Protein research is one of the highly studied areas in the field of medical science. The ability of the proteins to develop far more effective drugs for cancer, diabetes, etc is utilized by the researchers.
However, it is also important to note that while proteins show great potential in the development of pharmaceuticals, they also pose trickiest challenges. They have an incredibly complex chemical structure that makes them difficult to modify. So, scientists are always working to design a tool for modifying the proteins more precisely. This tool will ensure limited side effects of the drug developed by protein modification.
A research published in Nature Communications by the University of Copenhagen reveals that they have tailored a new protein modifying method. This new modifying method promises fewer side effects and can play a vital role in the development of protein-based pharmaceuticals.
“We often run the risk of not being approved by health authorities because protein-based drugs lack precision and may have side-effects. Among other things, this is because of the serious limitations with the tools that have been used up until now,” according to Professor Knud J. Jensen of the University of Copenhagen’s Department of Chemistry.
The new protein modifying method is called “his-tag acylation” by the researchers. The best part of this method is that it makes the addition of toxic molecules to the protein possible. This toxic molecule can then attack the sick cells in a cancer-stricken body, without attacking the healthy ones.

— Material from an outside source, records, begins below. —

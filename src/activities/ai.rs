use async_trait::async_trait;
use reqwest::Client;
use serde::{Deserialize, Serialize};

use super::error::ActivityError;

#[derive(Debug, Clone, Serialize, Deserialize)]
pub struct PostSummary {
    pub summary: String,
    pub is_critical: bool,
}

/// AI classification of a new post's text, used to pick the alert
/// priority (HIGH if `is_critical`, else LOW — spec §4.6).
#[async_trait]
pub trait PostSummarizer: Send + Sync {
    async fn summarize_post(&self, text: &str) -> Result<PostSummary, ActivityError>;
}

pub struct HttpPostSummarizer {
    http: Client,
    base_url: String,
}

impl HttpPostSummarizer {
    #[must_use]
    pub fn new(base_url: impl Into<String>) -> Self {
        Self {
            http: Client::new(),
            base_url: base_url.into(),
        }
    }
}

#[async_trait]
impl PostSummarizer for HttpPostSummarizer {
    async fn summarize_post(&self, text: &str) -> Result<PostSummary, ActivityError> {
        let resp = self
            .http
            .post(format!("{}/summarize", self.base_url))
            .json(&serde_json::json!({ "text": text }))
            .send()
            .await
            .map_err(|e| ActivityError::Transient(e.to_string()))?;
        if !resp.status().is_success() {
            return Err(ActivityError::Transient(format!(
                "summarizer returned {}",
                resp.status()
            )));
        }
        resp.json()
            .await
            .map_err(|e| ActivityError::Transient(e.to_string()))
    }
}

#[cfg(test)]
mod tests {
    use super::*;

    struct StubSummarizer;

    #[async_trait]
    impl PostSummarizer for StubSummarizer {
        async fn summarize_post(&self, text: &str) -> Result<PostSummary, ActivityError> {
            Ok(PostSummary {
                summary: format!("summary of: {text}"),
                is_critical: text.contains("layoffs"),
            })
        }
    }

    #[tokio::test]
    async fn stub_marks_layoff_posts_critical() {
        let stub = StubSummarizer;
        let out = stub.summarize_post("announcing layoffs today").await.unwrap();
        assert!(out.is_critical);
    }

    #[tokio::test]
    async fn stub_marks_routine_posts_non_critical() {
        let stub = StubSummarizer;
        let out = stub.summarize_post("excited to share our new logo").await.unwrap();
        assert!(!out.is_critical);
    }
}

“Proteins are like a ball of yarn, a long thread of amino acids, which are turned up. This method allows us to precisely target these intricate structures, as opposed to making uncertain modifications when we don’t know what is being hit within the ball of yarn. In short, it will help produce drugs where we can be far more confident about where modifications are being made, so that side effects can be minimized in the future,” says Knud J. Jensen.

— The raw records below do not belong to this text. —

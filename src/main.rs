use actix_cors::Cors;
use actix_web::{middleware as actix_middleware, web, App, HttpServer};
use dotenvy::dotenv;
use sqlx::postgres::PgPoolOptions;
use std::env;

use leadflow::{api, config::Config, middleware as app_middleware, AppState};

#[actix_web::main]
async fn main() -> std::io::Result<()> {
    dotenv().ok();
    tracing_subscriber::fmt::init();

    let config = Config::from_env();

    let pool = PgPoolOptions::new()
        .max_connections(10)
        .connect(&config.database_url)
        .await
        .expect("failed to create pool");

    sqlx::migrate!("./migrations")
        .run(&pool)
        .await
        .expect("failed to run migrations");

    tracing::info!("leadflow API starting on http://0.0.0.0:8080");

    let state = web::Data::new(AppState::new(pool, &config));

    HttpServer::new(move || {
        let frontend_url = env::var("FRONTEND_URL").unwrap_or_else(|_| "http://localhost:3000".to_string());

        let cors = Cors::default()
            .allowed_origin(&frontend_url)
            .allowed_methods(vec!["GET", "POST", "PUT", "DELETE", "PATCH"])
            .allowed_headers(vec![
                actix_web::http::header::AUTHORIZATION,
                actix_web::http::header::CONTENT_TYPE,
                actix_web::http::header::ACCEPT,
            ])
            .supports_credentials()
            .max_age(3600);

        App::new()
            .app_data(state.clone())
            .wrap(cors)
            .wrap(actix_middleware::Logger::default())
            .wrap(app_middleware::auth::AuthMiddleware)
            .service(web::scope("/api").configure(api::configure))
            .route("/health", web::get().to(|| async { "OK" }))
    })
    .bind(("0.0.0.0", 8080))?
    .run()
    .await
}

The fact that His-tag acylation can accurately target the complex yarn-like protein structures also makes it possible to produce drugs with entirely new characteristics.
Scientists can now attach fluorescent molecules to the modified protein and can easily track their movement inside the cell. Its primary function is to deliver the toxic molecules to the cancer-stricken cells and not the healthy ones. By carefully studying the movement of the modified them inside the body can help in producing medications that do not have unintended side effects.